Abstract

The association between long work hours and outcomes among attending surgeons remains an issue of debate. To investigate whether operating emergently the night before an elective case was associated with inferior outcomes among attending neurosurgeons. We executed a cohort study with unruptured cerebral aneurysm patients, who underwent endovascular coiling or surgical clipping from 2009 to 2013 and were registered in the Statewide Planning and Research Cooperative System database. We investigated the association of treatment by surgeons performing emergency procedures the night before with outcomes of elective cerebral aneurysm treatment using an instrumental variable analysis. Overall, 4700 patients underwent treatment for unruptured cerebral aneurysms. There was no difference in inpatient mortality (adjusted difference, -0.7%; 95% confidence interval [CI], -1.4% to 0.02%), discharge to a facility (adjusted difference, -0.1%; 95% CI, -1.2% to 1.2%), or length of stay (adjusted difference, -0.58; 95% CI, -1.66 to 0.50) between patients undergoing elective cerebral aneurysm treatment by surgeons who performed emergency procedures the night before, and those who did not.

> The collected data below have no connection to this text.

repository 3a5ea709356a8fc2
use futures_util::{SinkExt, StreamExt};
use shared::{ClientMessage, ServerMessage};
use tokio_tungstenite::connect_async;
use tokio_tungstenite::tungstenite::Message;

// Scripted probe client: connects, sets a nickname, and once a match is
// found plays a single opening move so the relay path can be observed from
// two terminals.
#[tokio::main]
async fn main() -> Result<(), Box<dyn std::error::Error>> {
    let nickname = std::env::args().nth(1).unwrap_or_else(|| "Tester".to_string());
    let url = std::env::args()
        .nth(2)
        .unwrap_or_else(|| "ws://127.0.0.1:6080".to_string());

    println!("Connecting to {}", url);
    let (websocket, _) = connect_async(url.as_str()).await?;
    let (mut sink, mut stream) = websocket.split();

    // Introduce ourselves and enter matchmaking
    let hello = serde_json::to_string(&ClientMessage::SetNickname {
        nickname: nickname.clone(),
    })?;
    println!("Setting nickname: {}", nickname);
    sink.send(Message::Text(hello)).await?;

    while let Some(frame) = stream.next().await {
        let frame = frame?;
        let text = match frame {
            Message::Text(text) => text,
            Message::Close(_) => {
                println!("Server closed the connection");
                break;
            }
            other => {
                println!("Ignoring non-text frame: {:?}", other);
                continue;
            }
        };

        match serde_json::from_str::<ServerMessage>(&text) {
            Ok(ServerMessage::WaitingForOpponent) => {
                println!("Waiting for an opponent...");
            }
            Ok(ServerMessage::MatchFound {
                opponent_nickname,
                color,
            }) => {
                println!("Match found vs {}, playing as {:?}", opponent_nickname, color);

                // Send one scripted opening move
                let opening: ClientMessage = serde_json::from_str(
                    r#"{"type":"move","unitPos":{"x":0,"z":1},"targetPos":{"x":0,"z":2}}"#,
                )?;
                sink.send(Message::Text(serde_json::to_string(&opening)?))
                    .await?;
                println!("Sent opening move");
            }
            Ok(ServerMessage::OpponentMove { action }) => {
                println!("Opponent action: {:?}", action);
            }
            Ok(ServerMessage::OpponentDisconnected { message }) => {
                println!("Opponent disconnected: {}", message);
                break;
            }
            Ok(ServerMessage::Error { message }) => {
                println!("Server error: {}", message);
            }
            Err(e) => {
                println!("Failed to parse server message {:?}: {}", text, e);
            }
        }
    }

    println!("Test client finished");
    Ok(())
}
use serde::{Deserialize, Serialize};
use serde_json::{Map, Value};

/// Maximum nickname length, counted after surrounding whitespace is trimmed.
pub const MAX_NICKNAME_LEN: usize = 16;

/// Board coordinate as used by the clients (x = file, z = rank).
#[derive(Debug, Serialize, Deserialize, Clone, Copy, PartialEq, Eq)]
pub struct BoardPos {
    pub x: i32,
    pub z: i32,
}

/// Side assignment handed out when a match forms.
#[derive(Debug, Serialize, Deserialize, Clone, Copy, PartialEq, Eq)]
#[serde(rename_all = "lowercase")]
pub enum Color {
    White,
    Black,
}

impl Color {
    pub fn other(self) -> Self {
        match self {
            Color::White => Color::Black,
            Color::Black => Color::White,
        }
    }
}

/// Fields common to every turn action. The relay checks that the required
/// coordinates are present but attaches no meaning to them; any additional
/// fields are captured in `extra` and forwarded untouched.
#[derive(Debug, Serialize, Deserialize, Clone, PartialEq)]
#[serde(rename_all = "camelCase")]
pub struct ActionBody {
    pub unit_pos: BoardPos,
    pub target_pos: BoardPos,
    #[serde(skip_serializing_if = "Option::is_none")]
    pub skill_index: Option<u32>,
    #[serde(flatten)]
    pub extra: Map<String, Value>,
}

/// Messages a client may send. One JSON object per WebSocket text frame,
/// discriminated by `type`.
#[derive(Debug, Serialize, Deserialize, Clone, PartialEq)]
#[serde(tag = "type", rename_all = "camelCase")]
pub enum ClientMessage {
    SetNickname { nickname: String },
    Move(ActionBody),
    Attack(ActionBody),
    Skill(ActionBody),
}

/// Messages the server sends back.
#[derive(Debug, Serialize, Deserialize, Clone, PartialEq)]
#[serde(tag = "type", rename_all = "camelCase")]
pub enum ServerMessage {
    Error {
        message: String,
    },
    WaitingForOpponent,
    #[serde(rename_all = "camelCase")]
    MatchFound {
        opponent_nickname: String,
        color: Color,
    },
    OpponentMove {
        action: ClientMessage,
    },
    OpponentDisconnected {
        message: String,
    },
}

#[cfg(test)]
mod tests {
    use super::*;
    use serde_json::json;

    #[test]
    fn test_set_nickname_wire_format() {
        let msg: ClientMessage =
            serde_json::from_str(r#"{"type":"setNickname","nickname":"Alice"}"#).unwrap();
        assert_eq!(
            msg,
            ClientMessage::SetNickname {
                nickname: "Alice".to_string()
            }
        );
    }

    #[test]
    fn test_move_wire_format() {
        let msg: ClientMessage = serde_json::from_str(
            r#"{"type":"move","unitPos":{"x":0,"z":1},"targetPos":{"x":0,"z":2}}"#,
        )
        .unwrap();

        match msg {
            ClientMessage::Move(body) => {
                assert_eq!(body.unit_pos, BoardPos { x: 0, z: 1 });
                assert_eq!(body.target_pos, BoardPos { x: 0, z: 2 });
                assert_eq!(body.skill_index, None);
                assert!(body.extra.is_empty());
            }
            other => panic!("Expected move, got {:?}", other),
        }
    }

    #[test]
    fn test_skill_carries_index() {
        let msg: ClientMessage = serde_json::from_str(
            r#"{"type":"skill","unitPos":{"x":3,"z":3},"targetPos":{"x":4,"z":5},"skillIndex":2}"#,
        )
        .unwrap();

        match msg {
            ClientMessage::Skill(body) => assert_eq!(body.skill_index, Some(2)),
            other => panic!("Expected skill, got {:?}", other),
        }
    }

    #[test]
    fn test_action_missing_target_is_rejected() {
        let result =
            serde_json::from_str::<ClientMessage>(r#"{"type":"attack","unitPos":{"x":1,"z":1}}"#);
        assert!(result.is_err());
    }

    #[test]
    fn test_unknown_type_is_rejected() {
        let result = serde_json::from_str::<ClientMessage>(r#"{"type":"cancelMatchmaking"}"#);
        assert!(result.is_err());
    }

    #[test]
    fn test_extra_action_fields_survive_roundtrip() {
        let raw = json!({
            "type": "attack",
            "unitPos": {"x": 2, "z": 4},
            "targetPos": {"x": 2, "z": 5},
            "animation": "slash",
            "damage": 7
        });

        let msg: ClientMessage = serde_json::from_value(raw.clone()).unwrap();
        let reencoded = serde_json::to_value(&msg).unwrap();
        assert_eq!(reencoded, raw);
    }

    #[test]
    fn test_move_without_skill_index_reencodes_without_it() {
        let raw = json!({
            "type": "move",
            "unitPos": {"x": 0, "z": 1},
            "targetPos": {"x": 0, "z": 2}
        });

        let msg: ClientMessage = serde_json::from_value(raw.clone()).unwrap();
        let reencoded = serde_json::to_value(&msg).unwrap();
        assert_eq!(reencoded, raw);
    }

    #[test]
    fn test_match_found_wire_format() {
        let msg = ServerMessage::MatchFound {
            opponent_nickname: "Bob".to_string(),
            color: Color::White,
        };

        let value = serde_json::to_value(&msg).unwrap();
        assert_eq!(
            value,
            json!({"type":"matchFound","opponentNickname":"Bob","color":"white"})
        );
    }

    #[test]
    fn test_waiting_for_opponent_wire_format() {
        let value = serde_json::to_value(&ServerMessage::WaitingForOpponent).unwrap();
        assert_eq!(value, json!({"type":"waitingForOpponent"}));
    }

    #[test]
    fn test_opponent_move_nests_original_action() {
        let action: ClientMessage = serde_json::from_str(
            r#"{"type":"move","unitPos":{"x":0,"z":1},"targetPos":{"x":0,"z":2}}"#,
        )
        .unwrap();

        let value = serde_json::to_value(&ServerMessage::OpponentMove { action }).unwrap();
        assert_eq!(
            value,
            json!({
                "type": "opponentMove",
                "action": {
                    "type": "move",
                    "unitPos": {"x": 0, "z": 1},
                    "targetPos": {"x": 0, "z": 2}
                }
            })
        );
    }

    #[test]
    fn test_color_other_side() {
        assert_eq!(Color::White.other(), Color::Black);
        assert_eq!(Color::Black.other(), Color::White);
    }

    #[test]
    fn test_color_serializes_lowercase() {
        assert_eq!(serde_json::to_string(&Color::White).unwrap(), r#""white""#);
        assert_eq!(serde_json::to_string(&Color::Black).unwrap(), r#""black""#);
    }
}
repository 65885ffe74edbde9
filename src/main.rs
//! childsieve - supervise child processes that speak line-delimited JSON.

use std::path::PathBuf;
use std::time::Duration;

use clap::{Parser, Subcommand};
use tracing_subscriber::{fmt, prelude::*, EnvFilter};

use childsieve::adapter;
use childsieve::child::{ChildEvent, ExitGuard, SendError, SpawnError, SupervisedChild};
use childsieve::config::{ConfigError, ConfigLoader, GracefulSignal, SupervisorConfig};
use childsieve::display;
use childsieve::sieve::{Encoding, FrameError, SieveEvent};

#[derive(Parser)]
#[command(
    name = "childsieve",
    about = "Supervise child processes that speak line-delimited JSON",
    version
)]
struct Cli {
    /// Increase verbosity (-v, -vv, -vvv)
    #[arg(short = 'v', long, action = clap::ArgAction::Count, global = true)]
    verbose: u8,

    /// Config file to use instead of the default search paths.
    #[arg(long, global = true)]
    config: Option<PathBuf>,

    #[command(subcommand)]
    command: Commands,
}

#[derive(Subcommand)]
enum Commands {
    /// Run a command, relaying JSON from stdin and printing its events.
    Run {
        /// Command line to run.
        #[arg(required = true, trailing_var_arg = true, allow_hyphen_values = true)]
        command: Vec<String>,
        /// Relay output unchanged instead of tagging each event.
        #[arg(long)]
        raw: bool,
        /// Milliseconds to wait before killing the process group on close.
        #[arg(long)]
        timeout_ms: Option<u64>,
        /// Split the command on whitespace instead of running it via /bin/sh.
        #[arg(long)]
        no_shell: bool,
        /// Working directory for the child.
        #[arg(long)]
        cwd: Option<PathBuf>,
        /// Graceful signal sent on close (SIGTERM, SIGINT, SIGHUP).
        #[arg(long)]
        signal: Option<GracefulSignal>,
        /// Encoding of the child's output (utf-8, latin1).
        #[arg(long)]
        encoding: Option<Encoding>,
        /// Close the child once stdin reaches end of file.
        #[arg(long)]
        close_on_eof: bool,
    },
    /// Echo JSON objects and arrays read from stdin back to stdout.
    Echo,
}

/// Options for the `run` subcommand.
struct RunOptions {
    command: Vec<String>,
    raw: bool,
    close_on_eof: bool,
}

#[derive(thiserror::Error, Debug)]
enum CliError {
    #[error(transparent)]
    Config(#[from] ConfigError),
    #[error(transparent)]
    Spawn(#[from] SpawnError),
    #[error(transparent)]
    Frame(#[from] FrameError),
}

fn init_tracing(verbosity: u8) {
    let level = match verbosity {
        0 => "warn",
        1 => "info",
        2 => "debug",
        _ => "trace",
    };
    let filter = EnvFilter::try_from_default_env().unwrap_or_else(|_| EnvFilter::new(level));
    tracing_subscriber::registry()
        .with(fmt::layer().with_writer(std::io::stderr))
        .with(filter)
        .init();
}

fn load_config(path: Option<PathBuf>) -> Result<SupervisorConfig, ConfigError> {
    let loader = path.map_or_else(ConfigLoader::new, ConfigLoader::with_path);
    loader.load()
}

async fn run_child(options: RunOptions, config: SupervisorConfig) -> Result<i32, CliError> {
    let command_line = options.command.join(" ");
    tracing::info!(
        command = %command_line,
        shell = config.shell,
        timeout_ms = config.cleanup_timeout_ms,
        "Starting child"
    );

    let mut child = SupervisedChild::spawn(&command_line, config)?;
    let Some(mut events) = child.take_events() else {
        return Ok(1);
    };
    let mut input = adapter::from_stdin(adapter::DEFAULT_CHANNEL_BUFFER);
    let mut input_open = true;

    loop {
        tokio::select! {
            event = events.recv() => match event {
                Some(ChildEvent::Exit(info)) => {
                    display::print_event(&ChildEvent::Exit(info), options.raw);
                    return Ok(info.exit_code());
                }
                Some(event) => display::print_event(&event, options.raw),
                None => break,
            },
            line = input.recv(), if input_open => match line {
                Some(SieveEvent::RawLine(line)) => {
                    tracing::debug!(line = %line, "Ignoring non-JSON input line");
                }
                Some(event) => {
                    if let Some(value) = event.into_value() {
                        match child.send(&value).await {
                            Ok(()) => {}
                            Err(SendError::NotRunning { pid }) => {
                                tracing::debug!(pid, "Child not running, dropping input");
                            }
                            Err(e) => tracing::warn!(error = %e, "Failed to send input to child"),
                        }
                    }
                }
                None => {
                    input_open = false;
                    if options.close_on_eof {
                        tracing::debug!(pid = child.pid(), "Input ended, closing child");
                        child.close_with(|info| tracing::debug!(?info, "Child closed"));
                    }
                }
            },
        }
    }

    Ok(child.exit_info().map_or(1, |info| info.exit_code()))
}

async fn echo() -> Result<i32, CliError> {
    let mut input = adapter::from_stdin(adapter::DEFAULT_CHANNEL_BUFFER);
    while let Some(event) = input.recv().await {
        match event {
            SieveEvent::RawLine(line) => eprintln!("{line}"),
            SieveEvent::JsonObject(map) => adapter::send_stdout(&map).await?,
            SieveEvent::JsonArray(items) => adapter::send_stdout(&items).await?,
        }
    }
    Ok(0)
}

async fn dispatch(cli: Cli) -> Result<i32, CliError> {
    match cli.command {
        Commands::Run {
            command,
            raw,
            timeout_ms,
            no_shell,
            cwd,
            signal,
            encoding,
            close_on_eof,
        } => {
            let mut config = load_config(cli.config)?;
            if let Some(ms) = timeout_ms {
                config = config.with_cleanup_timeout(Duration::from_millis(ms));
            }
            if no_shell {
                config = config.with_shell(false);
            }
            if let Some(dir) = cwd {
                config = config.with_cwd(dir);
            }
            if let Some(signal) = signal {
                config = config.with_graceful_signal(signal);
            }
            if let Some(encoding) = encoding {
                config = config.with_encoding(encoding);
            }
            let options = RunOptions {
                command,
                raw,
                close_on_eof,
            };
            run_child(options, config).await
        }
        Commands::Echo => echo().await,
    }
}

#[tokio::main]
async fn main() {
    let cli = Cli::parse();
    init_tracing(cli.verbose);

    let guard = ExitGuard::new();
    let code = match dispatch(cli).await {
        Ok(code) => code,
        Err(e) => {
            tracing::error!(error = %e, "Command failed");
            display::print_error(&e.to_string());
            1
        }
    };
    // process::exit skips destructors.
    drop(guard);
    std::process::exit(code);
}
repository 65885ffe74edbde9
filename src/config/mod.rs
//! Configuration module.

mod loader;
mod types;

pub use loader::*;
pub use types::*;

Using a comprehensive patient cohort in New York State for elective treatment of unruptured cerebral aneurysms, we did not identify an association of treatment by surgeons performing emergency procedures the night before, with mortality, discharge to a facility, or length of stay. Our study had 80% power to detect differences in mortality (our primary outcome), as small as 4.1%. The results of the present study do not support the argument for regulation of attending work hours.